Es ist eine Sache, wenn der Job tatsächlich erfordert, dass Sie physisch da sind, oder? Wie ein Polizist müssen sie auftauchen, um ihre Arbeit zu erledigen.

Aber andere Leute, wie zum Beispiel Softwareentwickler, haben fast keinen Grund, selbst an einem normalen Tag im Büro zu sein. Die meisten Arbeitgeber möchten, dass sie dort einfach das Gefühl haben, die Kontrolle darüber zu haben, was sie tun.
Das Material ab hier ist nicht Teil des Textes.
//! Risk management for the mean-reversion pipeline.
//!
//! - Daily loss circuit breaker and per-market loss-streak bans
//! - Per-market cooldowns, drawdown caps and exposure limits
//! - Ledger vs exchange position reconciliation
//! - Structured risk alerts

mod alert;
mod governor;
mod reconciler;

pub use alert::{AlertSeverity, RiskAlert, RiskAlertType};
pub use governor::{BlockReason, RiskGovernor};
pub use reconciler::PositionReconciler;
use anyhow::{Context, Result};
use chrono::Duration;
use rust_decimal::Decimal;
use serde::{Deserialize, Serialize};
use std::path::PathBuf;

/// Main application configuration.
#[derive(Debug, Clone, Default, Serialize, Deserialize)]
pub struct Config {
    /// Strategy identity and execution mode
    #[serde(default)]
    pub strategy: StrategyConfig,
    /// Entry signal parameters
    #[serde(default)]
    pub signal: SignalConfig,
    /// Market universe selection
    #[serde(default)]
    pub universe: UniverseConfig,
    /// Position sizing
    #[serde(default)]
    pub sizing: SizingConfig,
    /// Exit rules
    #[serde(default)]
    pub exits: ExitConfig,
    /// Risk limits
    #[serde(default)]
    pub risk: RiskConfig,
    /// Order execution parameters
    #[serde(default)]
    pub execution: ExecutionConfig,
    /// Worker loop and storage
    #[serde(default)]
    pub runtime: RuntimeConfig,
    /// Exchange API credentials
    #[serde(default)]
    pub exchange: ExchangeConfig,
}

/// How intents are acted upon.
#[derive(Debug, Clone, Copy, PartialEq, Eq, Serialize, Deserialize)]
#[serde(rename_all = "lowercase")]
pub enum ExecutionMode {
    /// Record intents and hypothetical fills only
    Shadow,
    /// Route orders to the simulated exchange
    Paper,
    /// Route orders to the real exchange
    Live,
}

impl ExecutionMode {
    pub fn is_paper(&self) -> bool {
        !matches!(self, ExecutionMode::Live)
    }
}

#[derive(Debug, Clone, Serialize, Deserialize)]
pub struct StrategyConfig {
    /// Strategy identifier stamped on every intent, order and position
    #[serde(default = "default_strategy_id")]
    pub id: String,
    #[serde(default = "default_mode")]
    pub mode: ExecutionMode,
}

#[derive(Debug, Clone, Serialize, Deserialize)]
pub struct SignalConfig {
    /// Minimum |dislocation| for entry (0.20 = 20% below average)
    #[serde(default = "default_dislocation_threshold")]
    pub dislocation_threshold: Decimal,
    /// Maximum |dislocation|; deeper drops are treated as regime changes
    #[serde(default = "default_max_dislocation")]
    pub max_dislocation: Decimal,
    #[serde(default = "default_min_price")]
    pub min_price: Decimal,
    #[serde(default = "default_max_price")]
    pub max_price: Decimal,
    /// Rolling average window
    #[serde(default = "default_avg_window_hours")]
    pub avg_window_hours: u32,
    /// Wider window used when the primary window has no observations
    #[serde(default = "default_fallback_window_hours")]
    pub fallback_window_hours: u32,
    /// Observations older than this are stale
    #[serde(default = "default_max_price_age_secs")]
    pub max_price_age_secs: u64,
    #[serde(default = "default_intent_ttl_secs")]
    pub intent_ttl_secs: u64,
    /// Skip outcomes whose short-term volatility just collapsed
    #[serde(default = "default_true")]
    pub avoid_volatility_collapse: bool,
    /// Skip outcomes with an abnormal burst of activity
    #[serde(default = "default_true")]
    pub avoid_volume_spike: bool,
}

#[derive(Debug, Clone, Serialize, Deserialize)]
pub struct UniverseConfig {
    /// Number of markets scanned per cycle
    #[serde(default = "default_top_markets")]
    pub top_markets: usize,
    #[serde(default = "default_min_volume_24h")]
    pub min_volume_24h: Decimal,
    #[serde(default = "default_excluded_tags")]
    pub excluded_tags: Vec<String>,
    /// When non-empty, a market must carry at least one of these tags
    #[serde(default)]
    pub included_tags: Vec<String>,
    /// Case-insensitive substrings matched against the market question
    #[serde(default)]
    pub excluded_keywords: Vec<String>,
    #[serde(default)]
    pub require_question: bool,
    /// Markets resolving sooner than this are skipped
    #[serde(default = "default_min_hours_to_resolution")]
    pub min_hours_to_resolution: u32,
    /// JSON file with blacklisted market ids, reloaded on change
    #[serde(default)]
    pub blacklist_file: Option<PathBuf>,
}

#[derive(Debug, Clone, Serialize, Deserialize)]
pub struct SizingConfig {
    /// Target notional per entry in USD
    #[serde(default = "default_base_position_usd")]
    pub base_position_usd: Decimal,
    #[serde(default = "default_max_position_usd")]
    pub max_position_usd: Decimal,
    /// Hard cap on a single order's notional
    #[serde(default)]
    pub max_order_usd: Option<Decimal>,
}

#[derive(Debug, Clone, Serialize, Deserialize)]
pub struct ExitConfig {
    #[serde(default = "default_take_profit_pct")]
    pub take_profit_pct: Decimal,
    #[serde(default = "default_stop_loss_pct")]
    pub stop_loss_pct: Decimal,
    /// Loss cap measured on the slippage-adjusted exit price
    #[serde(default = "default_hard_stop_loss_pct")]
    pub hard_stop_loss_pct: Decimal,
    #[serde(default = "default_max_hold_hours")]
    pub max_hold_hours: u32,
    /// Stored marks older than this are not used for exits
    #[serde(default = "default_max_price_age_secs")]
    pub max_mark_age_secs: u64,
}

#[derive(Debug, Clone, Serialize, Deserialize)]
pub struct RiskConfig {
    #[serde(default = "default_max_open_positions")]
    pub max_open_positions: u32,
    #[serde(default = "default_max_positions_per_market")]
    pub max_positions_per_market: u32,
    /// Cooldown after a close before re-entering the same market
    #[serde(default = "default_market_cooldown_secs")]
    pub market_cooldown_secs: u64,
    /// Daily realized loss (USD) that trips the circuit breaker
    #[serde(default = "default_daily_loss_limit")]
    pub daily_loss_limit: Decimal,
    /// Consecutive losing closes in one market before it is banned
    #[serde(default = "default_max_loss_streak")]
    pub max_loss_streak: u32,
    #[serde(default = "default_ban_duration_hours")]
    pub ban_duration_hours: u32,
    /// Cumulative realized loss per market that blocks entries (0 = disabled)
    #[serde(default)]
    pub market_max_drawdown_usd: Decimal,
    /// Share quantity difference tolerated between ledger and exchange
    #[serde(default = "default_reconcile_tolerance")]
    pub reconcile_tolerance: Decimal,
}

#[derive(Debug, Clone, Serialize, Deserialize)]
pub struct ExecutionConfig {
    /// Limit price offset from the signal price (0.01 = 1%)
    #[serde(default = "default_slippage")]
    pub slippage: Decimal,
    /// Upper bound on any single exchange call
    #[serde(default = "default_call_timeout_secs")]
    pub call_timeout_secs: u64,
    #[serde(default = "default_max_submit_attempts")]
    pub max_submit_attempts: u32,
    #[serde(default = "default_backoff_base_secs")]
    pub backoff_base_secs: u64,
    #[serde(default = "default_backoff_max_secs")]
    pub backoff_max_secs: u64,
    /// Live orders unfilled for longer than this are cancelled
    #[serde(default = "default_order_ttl_secs")]
    pub order_ttl_secs: u64,
    /// Quantity tolerance when deciding an order is fully filled
    #[serde(default = "default_fill_epsilon")]
    pub fill_epsilon: Decimal,
    /// Rows handled per worker cycle
    #[serde(default = "default_batch_size")]
    pub batch_size: usize,
}

#[derive(Debug, Clone, Serialize, Deserialize)]
pub struct RuntimeConfig {
    #[serde(default = "default_loop_interval_secs")]
    pub loop_interval_secs: u64,
    /// Sleep after a failed cycle
    #[serde(default = "default_error_backoff_secs")]
    pub error_backoff_secs: u64,
    #[serde(default = "default_db_path")]
    pub db_path: PathBuf,
    #[serde(default = "default_lock_dir")]
    pub lock_dir: PathBuf,
    /// Heartbeats older than this mark a worker as stalled
    #[serde(default = "default_heartbeat_stale_secs")]
    pub heartbeat_stale_secs: u64,
    #[serde(default = "default_log_dir")]
    pub log_dir: PathBuf,
}

#[derive(Debug, Clone, Serialize, Deserialize)]
pub struct ExchangeConfig {
    #[serde(default = "default_exchange_url")]
    pub base_url: String,
    #[serde(default)]
    pub api_key: String,
    #[serde(default)]
    pub api_secret: String,
    #[serde(default)]
    pub api_passphrase: String,
    /// Account (funder) address whose positions are reconciled
    #[serde(default)]
    pub account: String,
}
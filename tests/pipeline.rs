//! End-to-end pipeline tests.
//!
//! Every worker gets its own connection to one temp-file store, as separate
//! processes would, and the venue is the in-memory mock with auto fills:
//! - Dip entry through to a take-profit close
//! - Three losing closes ban the market for new entries
//! - Ledger vs venue mismatch is recorded, never corrected

use chrono::{DateTime, Duration, TimeZone, Utc};
use rust_decimal::Decimal;
use rust_decimal_macros::dec;
use std::path::PathBuf;
use std::sync::Arc;
use tempfile::TempDir;

use mean_reversion_trader::config::{Config, ExecutionMode};
use mean_reversion_trader::exchange::{ExchangeClient, MockExchange};
use mean_reversion_trader::model::{ExitReason, IntentKind, Market, PositionStatus, PriceObservation};
use mean_reversion_trader::persistence::Store;
use mean_reversion_trader::risk::PositionReconciler;
use mean_reversion_trader::runtime::{Clock, ManualClock, Worker};
use mean_reversion_trader::strategy::{
    ExitMonitor, FillReconciler, IntentTranslator, OrderSubmitter, SignalGenerator, Translation,
};

const MARKET: &str = "m1";
const TOKEN: &str = "m1-yes";

fn config() -> Config {
    let mut config = Config::default();
    config.strategy.id = "mr".to_string();
    config.strategy.mode = ExecutionMode::Paper;
    config.signal.avoid_volatility_collapse = false;
    config.signal.avoid_volume_spike = false;
    config.risk.max_loss_streak = 3;
    config
}

fn start() -> DateTime<Utc> {
    Utc.with_ymd_and_hms(2026, 3, 2, 12, 0, 0).unwrap()
}

struct Pipeline {
    _dir: TempDir,
    path: PathBuf,
    clock: Arc<ManualClock>,
    exchange: Arc<MockExchange>,
    store: Store,
    signals: SignalGenerator,
    translator: IntentTranslator,
    submitter: OrderSubmitter,
    fills: FillReconciler,
    exits: ExitMonitor,
}

impl Pipeline {
    fn new(config: Config) -> Self {
        let dir = tempfile::tempdir().unwrap();
        let path = dir.path().join("pipeline.db");
        let open = || Store::open(&path).unwrap();

        let clock = Arc::new(ManualClock::new(start()));
        let exchange = Arc::new(MockExchange::new(clock.clone()).with_auto_fill());

        let store = open();
        store
            .upsert_market(&Market {
                market_id: MARKET.to_string(),
                question: "Will the bill pass the senate this week?".to_string(),
                tags: vec!["politics".to_string()],
                outcome_tokens: vec!["m1-no".to_string(), TOKEN.to_string()],
                resolves_at: None,
                active: true,
            })
            .unwrap();

        Self {
            signals: SignalGenerator::new(open(), config.clone()),
            translator: IntentTranslator::new(open(), config.clone()),
            submitter: OrderSubmitter::new(
                open(),
                exchange.clone(),
                config.strategy.id.clone(),
                true,
                config.execution.clone(),
            ),
            fills: FillReconciler::new(open(), exchange.clone(), &config),
            exits: ExitMonitor::new(open(), exchange.clone(), config.clone()),
            store,
            path,
            clock,
            exchange,
            _dir: dir,
        }
    }

    fn now(&self) -> DateTime<Utc> {
        self.clock.now()
    }

    fn record_price(&self, price: Decimal, ts: DateTime<Utc>) {
        self.store
            .record_price(&PriceObservation {
                market_id: MARKET.to_string(),
                outcome: 1,
                ts,
                price,
                volume_usd: dec!(1000),
            })
            .unwrap();
    }

    /// Twenty samples at 0.10 over the last 17h, then a dip to 0.075.
    fn seed_dip(&self) {
        let now = self.now();
        for i in 0..20 {
            self.record_price(dec!(0.10), now - Duration::hours(17) + Duration::minutes(i * 50));
        }
        self.record_price(dec!(0.075), now - Duration::minutes(1));
    }

    /// One pass of every worker in pipeline order, exit leg included.
    async fn tick(&mut self) {
        let now = self.now();
        self.signals.run_cycle(now).await.unwrap();
        self.translator.run_cycle(now).await.unwrap();
        self.submitter.run_cycle(now).await.unwrap();
        self.fills.run_cycle(now).await.unwrap();
        self.exits.run_cycle(now).await.unwrap();
        self.translator.run_cycle(now).await.unwrap();
        self.submitter.run_cycle(now).await.unwrap();
        self.fills.run_cycle(now).await.unwrap();
    }

    fn reconciler(&self) -> PositionReconciler {
        PositionReconciler::new(
            Store::open(&self.path).unwrap(),
            self.exchange.clone(),
            "mr",
            "paper",
            dec!(0.5),
            std::time::Duration::from_secs(5),
            Duration::seconds(120),
        )
    }
}

#[tokio::test]
async fn test_dip_entry_to_take_profit_close() {
    let mut pipeline = Pipeline::new(config());
    pipeline.seed_dip();

    // No mark yet: the stored 0.075 is fresh and no exit rule matches
    pipeline.tick().await;
    let position = pipeline.store.get_position("mr", MARKET, 1).unwrap().unwrap();
    assert_eq!(position.status, PositionStatus::Open);
    // 100 USD sized at the signal price, filled at the 1% slippage limit
    assert_eq!(position.quantity, dec!(1333.33));
    assert_eq!(position.avg_price, dec!(0.07575));
    let dislocation = position.entry_dislocation.unwrap();
    assert!(dislocation < dec!(-0.20) && dislocation > dec!(-0.25));

    // +15.5% on the mark
    pipeline.exchange.set_mark(TOKEN, dec!(0.0875)).await;
    pipeline.clock.advance(Duration::minutes(1));
    pipeline.tick().await;

    assert!(pipeline.store.get_position("mr", MARKET, 1).unwrap().is_none());
    let closed = pipeline
        .store
        .closed_positions("mr", start() - Duration::hours(1), 10)
        .unwrap();
    assert_eq!(closed.len(), 1);
    assert_eq!(closed[0].exit_reason, ExitReason::TakeProfit);
    assert_eq!(closed[0].size, dec!(1333.33));
    // Sold at 0.0875 less 1% slippage
    assert_eq!(closed[0].exit_price, dec!(0.086625));
    assert!(closed[0].realized_pnl > Decimal::ZERO);

    let counts = pipeline.store.intent_counts("mr").unwrap();
    assert_eq!(counts.ordered, 2);
    assert_eq!(counts.pending, 0);
    assert_eq!(pipeline.exchange.submit_calls().await, 2);

    // Venue and ledger are both flat
    let report = pipeline.reconciler().run_cycle(pipeline.now()).await.unwrap();
    assert_eq!(report.failed, 0);
    assert!(pipeline.exchange.positions("paper").await.unwrap().is_empty());
}

#[tokio::test]
async fn test_loss_streak_bans_market_for_new_entries() {
    let mut pipeline = Pipeline::new(config());
    pipeline.seed_dip();
    // Entries fill at their limit; the mark is far enough down to hit the loss cap
    pipeline.exchange.set_mark(TOKEN, dec!(0.06)).await;

    for round in 0..3 {
        if round > 0 {
            // Past the re-entry cooldown, with a fresh dip print
            pipeline.clock.advance(Duration::minutes(11));
            let now = pipeline.now();
            pipeline.record_price(dec!(0.075), now - Duration::seconds(30));
        }
        pipeline.tick().await;
        assert!(
            pipeline.store.get_position("mr", MARKET, 1).unwrap().is_none(),
            "round {} should have closed",
            round
        );
    }

    let closed = pipeline
        .store
        .closed_positions("mr", start() - Duration::hours(1), 10)
        .unwrap();
    assert_eq!(closed.len(), 3);
    assert!(closed.iter().all(|c| c.realized_pnl < Decimal::ZERO));
    assert!(closed.iter().all(|c| c.exit_reason == ExitReason::RiskCap));

    let risk = pipeline.store.market_risk("mr", MARKET).unwrap().unwrap();
    // The streak resets once it has been turned into a ban
    assert_eq!(risk.loss_streak, 0);
    assert_eq!(risk.ban_reason.as_deref(), Some("loss_streak_3"));
    let banned_until = risk.banned_until.unwrap();
    assert!(banned_until > pipeline.now() + Duration::hours(23));

    // A fresh signal is still emitted, but the translator refuses it
    pipeline.clock.advance(Duration::minutes(11));
    let now = pipeline.now();
    pipeline.record_price(dec!(0.075), now - Duration::seconds(30));
    let report = pipeline.signals.run_cycle(now).await.unwrap();
    assert_eq!(report.processed, 1);

    match pipeline.translator.translate_next(now).unwrap() {
        Some(Translation::Rejected { reason, .. }) => assert_eq!(reason, "loss_streak_ban"),
        other => panic!("expected a ban rejection, got {:?}", other),
    }
    assert!(!pipeline
        .store
        .has_pending_intent("mr", MARKET, 1, IntentKind::Entry)
        .unwrap());
    assert_eq!(pipeline.exchange.submit_calls().await, 6);
}

#[tokio::test]
async fn test_manual_venue_trade_is_flagged_not_corrected() {
    let mut pipeline = Pipeline::new(config());
    pipeline.seed_dip();
    pipeline.tick().await;
    let ledger = pipeline.store.get_position("mr", MARKET, 1).unwrap().unwrap();

    // Someone sold 500 shares by hand on the venue
    pipeline
        .exchange
        .set_position(MARKET, 1, ledger.quantity - dec!(500))
        .await;

    let mut reconciler = pipeline.reconciler();
    let report = reconciler.run_cycle(pipeline.now()).await.unwrap();
    assert_eq!(report.failed, 1);

    let found = pipeline
        .store
        .discrepancies("mr", start() - Duration::hours(1))
        .unwrap();
    assert_eq!(found.len(), 1);
    assert_eq!(found[0].ledger_quantity, ledger.quantity);
    assert_eq!(found[0].exchange_quantity, dec!(833.33));

    let after = pipeline.store.get_position("mr", MARKET, 1).unwrap().unwrap();
    assert_eq!(after.quantity, ledger.quantity);
}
Für diese Art von Menschen sollten Arbeitgeber in diesen extremen Zeiten gezwungen sein, Sicherheit vor Bequemlichkeit zu wählen.


Antwort 2:

Sie müssen jemanden infizieren, zu infiziert sein, zu nahe an jemandem stehen, der bereits infiziert ist, und niesen oder husten, oder Ihre Hände nicht waschen, nachdem Sie etwas Infiziertes berührt haben, Ihre Nase picken, Ihre Augen reiben, damit das Virus in Ihr System gelangt.

Es gibt fünf positive Fälle und null Todesfälle in meinem Bundesstaat. Sie möchten von zu Hause aus arbeiten und das Unternehmen sagt nein, ist aus rechtlichen Gründen weit entfernt.